3. Service and Distribution Plans. Each class of shares of each Fund has
adopted a Rule 12b-1 plan (except that a plan has not been adopted with respect
to Class M shares of PASIF) each with the following terms:
(a) Class A Shares. Class A shares of each Fund may pay PASI monthly a
fee at an annual rate of 0.35% of the average daily net assets of the Fund's
Class A shares for distribution or service activities (each as defined in
paragraph (d), below), as designated by PASI. PASI, on behalf of Class A shares
of each Fund, may pay Authorized Dealers quarterly a fee at the annual rate of
0.25% of the average daily net assets of the Fund's Class A shares for
distribution and service activities (as defined in paragraph (d), below)

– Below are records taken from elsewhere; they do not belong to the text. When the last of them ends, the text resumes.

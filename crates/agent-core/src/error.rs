//! Error Types

use thiserror::Error;

/// Result type alias for agent operations
pub type Result<T> = std::result::Result<T, AgentError>;

/// Agent error types
#[derive(Error, Debug)]
pub enum AgentError {
    /// LLM provider error
    #[error("Provider error: {0}")]
    Provider(String),

    /// Provider unavailable or not responding
    #[error("Provider unavailable: {0}")]
    ProviderUnavailable(String),

    /// Authentication failed
    #[error("Authentication failed: {0}")]
    Auth(String),

    /// Rate limited
    #[error("Rate limited: {0}")]
    RateLimited(String),

    /// Tool not found in registry
    #[error("Tool not found: {0}")]
    ToolNotFound(String),

    /// A tool with the same name is already registered
    #[error("Duplicate tool: {0}")]
    DuplicateTool(String),

    /// Tool validation failed
    #[error("Tool validation error: {0}")]
    ToolValidation(String),

    /// Tool execution failed
    #[error("Tool execution error: {0}")]
    ToolExecution(String),

    /// Maximum iterations reached in reasoning loop
    #[error("Maximum iterations ({0}) reached")]
    MaxIterations(usize),

    /// The final message carried no text
    #[error("Agent returned an empty response")]
    EmptyResponse,

    /// Configuration error
    #[error("Configuration error: {0}")]
    Config(String),

    /// JSON serialization error
    #[error("JSON error: {0}")]
    Json(#[from] serde_json::Error),
}
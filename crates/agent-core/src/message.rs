//! Conversation Messages
//!
//! Standard message format used across the agent system. A message is an
//! ordered list of content blocks so that an assistant turn can carry both
//! text and tool call requests.

use chrono::{DateTime, Utc};
use serde::{Deserialize, Serialize};

use crate::tool::{ToolCall, ToolResult};

/// Role of a message sender
#[derive(Clone, Debug, PartialEq, Eq, Serialize, Deserialize)]
#[serde(rename_all = "lowercase")]
pub enum Role {
    /// System prompt/instructions
    System,
    /// User input
    User,
    /// Assistant (LLM) response
    Assistant,
    /// Tool result (injected as context)
    Tool,
}

/// A single content block inside a message
#[derive(Clone, Debug, Serialize, Deserialize)]
#[serde(tag = "type", rename_all = "snake_case")]
pub enum Content {
    Text { text: String },
    ToolCall(ToolCall),
    ToolResult(ToolResult),
}

impl Content {
    pub fn text(text: impl Into<String>) -> Self {
        Self::Text { text: text.into() }
    }

    /// Text of this block, if it is a text block
    pub fn as_text(&self) -> Option<&str> {
        match self {
            Content::Text { text } => Some(text),
            _ => None,
        }
    }
}

/// A single message in a conversation
#[derive(Clone, Debug, Serialize, Deserialize)]
pub struct Message {
    /// Message role
    pub role: Role,

    /// Ordered content blocks
    pub contents: Vec<Content>,

    /// Timestamp
    #[serde(default = "Utc::now")]
    pub timestamp: DateTime<Utc>,
}

impl Message {
    /// Create a new message
    pub fn new(role: Role, contents: Vec<Content>) -> Self {
        Self {
            role,
            contents,
            timestamp: Utc::now(),
        }
    }

    /// Create a system message
    pub fn system(content: impl Into<String>) -> Self {
        Self::new(Role::System, vec![Content::text(content)])
    }

    /// Create a user message
    pub fn user(content: impl Into<String>) -> Self {
        Self::new(Role::User, vec![Content::text(content)])
    }

    /// Create an assistant message. Empty text yields no content blocks.
    pub fn assistant(content: impl Into<String>) -> Self {
        let content = content.into();
        let contents = if content.is_empty() {
            Vec::new()
        } else {
            vec![Content::Text { text: content }]
        };
        Self::new(Role::Assistant, contents)
    }

    /// Create an assistant message requesting tool calls
    pub fn assistant_with_tool_calls(content: impl Into<String>, calls: Vec<ToolCall>) -> Self {
        let mut msg = Self::assistant(content);
        msg.contents.extend(calls.into_iter().map(Content::ToolCall));
        msg
    }

    /// Create a tool result message
    pub fn tool_result(result: ToolResult) -> Self {
        Self::new(Role::Tool, vec![Content::ToolResult(result)])
    }

    /// Text of the first content block, if that block is text
    pub fn text(&self) -> Option<&str> {
        self.contents.first().and_then(Content::as_text)
    }

    /// Tool calls requested by this message
    pub fn tool_calls(&self) -> impl Iterator<Item = &ToolCall> {
        self.contents.iter().filter_map(|c| match c {
            Content::ToolCall(call) => Some(call),
            _ => None,
        })
    }

    /// Tool results carried by this message
    pub fn tool_results(&self) -> impl Iterator<Item = &ToolResult> {
        self.contents.iter().filter_map(|c| match c {
            Content::ToolResult(result) => Some(result),
            _ => None,
        })
    }
}

/// Conversation history
#[derive(Clone, Debug, Default, Serialize, Deserialize)]
pub struct Conversation {
    messages: Vec<Message>,
}

impl Conversation {
    pub fn new() -> Self {
        Self::default()
    }

    pub fn with_system_prompt(prompt: impl Into<String>) -> Self {
        let mut conv = Self::new();
        conv.push(Message::system(prompt));
        conv
    }

    /// Add a message
    pub fn push(&mut self, message: Message) {
        self.messages.push(message);
    }

    /// Get all messages
    pub fn messages(&self) -> &[Message] {
        &self.messages
    }

    /// Get the last message
    pub fn last(&self) -> Option<&Message> {
        self.messages.last()
    }

    /// Messages appended at or after `index`
    pub fn since(&self, index: usize) -> &[Message] {
        self.messages.get(index..).unwrap_or_default()
    }

    /// Number of messages
    pub fn len(&self) -> usize {
        self.messages.len()
    }

    /// Check if empty
    pub fn is_empty(&self) -> bool {
        self.messages.is_empty()
    }
}

#[cfg(test)]
mod tests {
    use super::*;

    #[test]
    fn test_message_creation() {
        let msg = Message::user("Hello");
        assert_eq!(msg.role, Role::User);
        assert_eq!(msg.text(), Some("Hello"));
    }

    #[test]
    fn test_empty_assistant_has_no_contents() {
        let msg = Message::assistant("");
        assert!(msg.contents.is_empty());
        assert_eq!(msg.text(), None);
    }

    #[test]
    fn test_tool_call_message() {
        let call = ToolCall::new("get_weather").with_id("call_1");
        let msg = Message::assistant_with_tool_calls("", vec![call]);

        assert_eq!(msg.text(), None);
        let calls: Vec<_> = msg.tool_calls().collect();
        assert_eq!(calls.len(), 1);
        assert_eq!(calls[0].name, "get_weather");
    }

    #[test]
    fn test_content_serializes_with_type_tag() {
        let json = serde_json::to_value(Content::text("hi")).unwrap();
        assert_eq!(json, serde_json::json!({"type": "text", "text": "hi"}));
    }

    #[test]
    fn test_conversation() {
        let mut conv = Conversation::with_system_prompt("You are helpful.");
        conv.push(Message::user("Hi"));
        conv.push(Message::assistant("Hello!"));

        assert_eq!(conv.len(), 3);
        assert!(conv.last().unwrap().role == Role::Assistant);
        assert_eq!(conv.since(2).len(), 1);
        assert!(conv.since(10).is_empty());
    }
}
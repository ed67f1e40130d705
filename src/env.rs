//! Environment-variable lookup for the report header.

use crate::glob;

/// Substitute value for an absent environment variable.
pub const NOT_SET: &str = "<not set>";

/// Resolves one config key to (name, value) pairs from the live environment.
///
/// A glob key returns every matching variable; a literal key returns exactly
/// one pair, with [`NOT_SET`] standing in for an absent variable. This lookup
/// never fails.
pub fn echo_env(key: &str) -> Vec<(String, String)> {
    if glob::is_pattern(key) {
        std::env::vars()
            .filter(|(name, _)| glob::matches(key, name))
            .collect()
    } else {
        let value = std::env::var(key).unwrap_or_else(|_| NOT_SET.to_string());
        vec![(key.to_string(), value)]
    }
}
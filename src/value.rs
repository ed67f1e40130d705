use im::HashMap;
use std::fmt;

/// A value in the inspected object graph.
///
/// Modules, their attributes, and anything reachable from them are `Value`s.
/// The variants map onto the four access capabilities the resolver dispatches
/// over: records carry named attributes, lists and tuples are ordered
/// indexables, sets are unordered indexables frozen into insertion order, and
/// maps are keyed mappings. Everything else is opaque to path resolution.
///
/// # Examples
///
/// ```rust
/// use echotest::value::Value;
/// let n = Value::Number(3.14);
/// assert_eq!(n.type_name(), "Number");
/// let s = Value::String("hello".to_string());
/// assert_eq!(s.pretty(), "'hello'");
/// let nil = Value::default();
/// assert!(nil.is_nil());
/// ```
#[derive(Debug, Clone, PartialEq, Default)]
pub enum Value {
    #[default]
    Nil,
    Number(f64),
    String(String),
    Bool(bool),
    List(Vec<Value>),
    Tuple(Vec<Value>),
    /// Insertion-ordered; positional indexing uses that stable order.
    Set(Vec<Value>),
    Map(HashMap<String, Value>),
    /// Named-attribute-bearing. Modules are records.
    Record(HashMap<String, Value>),
    Callable(Callable),
}

/// A zero-argument native function exposed as an attribute, e.g. a module's
/// `get_version` probe target.
#[derive(Clone, Copy)]
pub struct Callable {
    pub name: &'static str,
    pub call: fn() -> Value,
}

impl fmt::Debug for Callable {
    fn fmt(&self, f: &mut fmt::Formatter<'_>) -> fmt::Result {
        write!(f, "Callable({})", self.name)
    }
}

impl PartialEq for Callable {
    fn eq(&self, other: &Self) -> bool {
        self.name == other.name && std::ptr::eq(self.call as *const (), other.call as *const ())
    }
}

/// The closed set of access capabilities path resolution dispatches over,
/// checked in this priority order.
#[derive(Debug, Clone, Copy, PartialEq, Eq)]
pub enum Capability {
    Attrs,
    OrderedIndex,
    UnorderedIndex,
    Keyed,
    Opaque,
}

impl Value {
    /// Returns the type name of the value as a string.
    pub fn type_name(&self) -> &'static str {
        match self {
            Value::Nil => "Nil",
            Value::Number(_) => "Number",
            Value::String(_) => "String",
            Value::Bool(_) => "Bool",
            Value::List(_) => "List",
            Value::Tuple(_) => "Tuple",
            Value::Set(_) => "Set",
            Value::Map(_) => "Map",
            Value::Record(_) => "Record",
            Value::Callable(_) => "Callable",
        }
    }

    /// Returns true if the value is Nil.
    pub fn is_nil(&self) -> bool {
        matches!(self, Value::Nil)
    }

    /// Classifies this value into the capability category the resolver
    /// dispatches over.
    pub fn capability(&self) -> Capability {
        match self {
            Value::Record(_) => Capability::Attrs,
            Value::List(_) | Value::Tuple(_) => Capability::OrderedIndex,
            Value::Set(_) => Capability::UnorderedIndex,
            Value::Map(_) => Capability::Keyed,
            _ => Capability::Opaque,
        }
    }

    /// Returns the named attribute if this value carries attributes.
    pub fn attr(&self, name: &str) -> Option<&Value> {
        match self {
            Value::Record(fields) => fields.get(name),
            _ => None,
        }
    }

    /// Renders this value the way the Inspections section reports it:
    /// strings quoted, containers in literal notation, callables by name.
    ///
    /// Map and record entries are emitted in sorted key order so the
    /// rendering is deterministic.
    pub fn pretty(&self) -> String {
        match self {
            Value::String(s) => format!("'{}'", s),
            Value::List(items) => Self::pretty_seq(items, "[", "]"),
            Value::Tuple(items) => Self::pretty_seq(items, "(", ")"),
            Value::Set(items) => Self::pretty_seq(items, "{", "}"),
            Value::Map(map) | Value::Record(map) => Self::pretty_map(map),
            other => other.to_string(),
        }
    }

    fn pretty_seq(items: &[Value], open: &str, close: &str) -> String {
        let body: Vec<String> = items.iter().map(Value::pretty).collect();
        format!("{}{}{}", open, body.join(", "), close)
    }

    fn pretty_map(map: &HashMap<String, Value>) -> String {
        let mut keys: Vec<&String> = map.keys().collect();
        keys.sort();
        let body: Vec<String> = keys
            .iter()
            .map(|k| format!("'{}': {}", k, map[*k].pretty()))
            .collect();
        format!("{{{}}}", body.join(", "))
    }

    // ------------------------------------------------------------------------
    // Display formatting helpers
    // ------------------------------------------------------------------------

    fn fmt_seq(f: &mut fmt::Formatter<'_>, items: &[Value]) -> fmt::Result {
        write!(f, "(")?;
        for (i, item) in items.iter().enumerate() {
            if i > 0 {
                write!(f, " ")?;
            }
            write!(f, "{}", item)?;
        }
        write!(f, ")")
    }

    fn fmt_map(f: &mut fmt::Formatter<'_>, map: &HashMap<String, Value>) -> fmt::Result {
        write!(f, "{{")?;
        let mut keys: Vec<&String> = map.keys().collect();
        keys.sort();
        for (i, k) in keys.iter().enumerate() {
            if i > 0 {
                write!(f, ", ")?;
            }
            write!(f, "{}: {}", k, map[*k])?;
        }
        write!(f, "}}")
    }
}

impl fmt::Display for Value {
    fn fmt(&self, f: &mut fmt::Formatter<'_>) -> fmt::Result {
        match self {
            Value::Nil => write!(f, "nil"),
            Value::Number(n) => {
                if n.fract() == 0.0 {
                    write!(f, "{}", *n as i64)
                } else {
                    write!(f, "{}", n)
                }
            }
            Value::String(s) => write!(f, "{}", s),
            Value::Bool(b) => write!(f, "{}", b),
            Value::List(items) | Value::Tuple(items) | Value::Set(items) => {
                Value::fmt_seq(f, items)
            }
            Value::Map(map) | Value::Record(map) => Value::fmt_map(f, map),
            Value::Callable(c) => write!(f, "<function {}>", c.name),
        }
    }
}

impl From<&str> for Value {
    fn from(s: &str) -> Self {
        Value::String(s.to_string())
    }
}

impl From<String> for Value {
    fn from(s: String) -> Self {
        Value::String(s)
    }
}

impl From<f64> for Value {
    fn from(n: f64) -> Self {
        Value::Number(n)
    }
}

impl From<i64> for Value {
    fn from(n: i64) -> Self {
        Value::Number(n as f64)
    }
}

impl From<bool> for Value {
    fn from(b: bool) -> Self {
        Value::Bool(b)
    }
}

#[cfg(test)]
mod tests {
    use super::*;

    #[test]
    fn integral_numbers_render_without_fraction() {
        assert_eq!(Value::Number(13.0).pretty(), "13");
        assert_eq!(Value::Number(3.5).pretty(), "3.5");
    }

    #[test]
    fn strings_are_quoted_by_pretty_but_not_display() {
        let v = Value::from("value");
        assert_eq!(v.pretty(), "'value'");
        assert_eq!(v.to_string(), "value");
    }

    #[test]
    fn tuples_and_lists_keep_their_notation() {
        let v = Value::List(vec![
            Value::from(11),
            Value::Tuple(vec![Value::from(21), Value::from(22)]),
        ]);
        assert_eq!(v.pretty(), "[11, (21, 22)]");
    }

    #[test]
    fn map_pretty_is_sorted_and_deterministic() {
        let mut fields = HashMap::new();
        fields.insert("b".to_string(), Value::from(2));
        fields.insert("a".to_string(), Value::from(1));
        assert_eq!(Value::Map(fields).pretty(), "{'a': 1, 'b': 2}");
    }

    #[test]
    fn capabilities_follow_priority_categories() {
        assert_eq!(Value::Record(HashMap::new()).capability(), Capability::Attrs);
        assert_eq!(Value::List(vec![]).capability(), Capability::OrderedIndex);
        assert_eq!(Value::Set(vec![]).capability(), Capability::UnorderedIndex);
        assert_eq!(Value::Map(HashMap::new()).capability(), Capability::Keyed);
        assert_eq!(Value::Nil.capability(), Capability::Opaque);
    }
}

rendered to Class A Shareholders.
(b) Class B Shares. Class B shares of each Fund may pay PASI monthly a
fee at the annual rate of 1.00% of the average daily net assets of the Fund's
Class B shares for distribution or service activities (as defined in paragraph
(d), below), as designated by PASI. PASI, on behalf of Class B shares of each
Fund, may pay Authorized Dealers quarterly a fee at the annual rate of 0.25% of
the average daily net assets of the Fund's Class B shares for distribution and
service activities (as defined in paragraph (d), below) rendered to Class B
shareholders.
(c) Class M Shares. Class M shares of each Fund may pay PASI monthly a
fee at the annual rate of 1.00% of the average daily net assets of the Fund's
Class M shares for distribution or service activities (as defined in paragraph
(d), below) as designated by PASI. PASI, on behalf of Class M shares, may pay
Authorized Dealers quarterly a fee at the annual rate of 0.65% of the average
daily net assets of the Fund's Class M shares for distribution and service
activities (as defined in paragraph (d), below) rendered to Class M
shareholders.
(d) Distribution and Service Activities.
(i) As used herein, the term "distribution services" shall include
services rendered by PASI as distributor of the shares of a Fund in connection
with any activities or expenses primarily intended to result in the sale of
shares of a Fund, including, but not limited to, compensation to registered
representatives or other employees of PASI to other broker-dealers that have
entered into an Authorized Dealer Agreement with PASI, compensation to and
expenses of employees of PASI who engage in or support distribution of the
Funds' shares; telephone expenses; interest expense; printing of prospectuses
and reports for other than existing shareholders; preparation, printing and
distribution of sales literature and advertising materials; and profit and
overhead on the foregoing.
(ii) As used herein, the term "service activities" shall mean
activities in connection with the provision of personal, continuing services to
investors in each Fund, excluding transfer agent and subtransfer agent services
for beneficial owners of shares of a Fund, aggregating and processing purchase
and redemption orders, providing beneficial owners with account statements,
processing dividend payments, providing subaccounting services for Fund shares
held beneficially, forwarding shareholder communications to beneficial owners
and receiving, tabulating and transmitting proxies executed by beneficial
owners; provided, however, that if the National Association of Securities
Dealers Inc. ("NASD") adopts a definition of "service fee" for purposes of
Section 26(d) of the Rules of Fair Practice of the NASD that differs from the
definition of "service activities" hereunder, or if the NASD adopts a related
definition intended to define the same concept, the definition of "service
activities" in this Paragraph shall be automatically amended, without further
action of the Board of Directors, to conform to such NASD definition. Overhead
and other expenses of PASI related to its "service activities," including
telephone and other communications expenses, may be included in the information
regarding amounts expended for such activities.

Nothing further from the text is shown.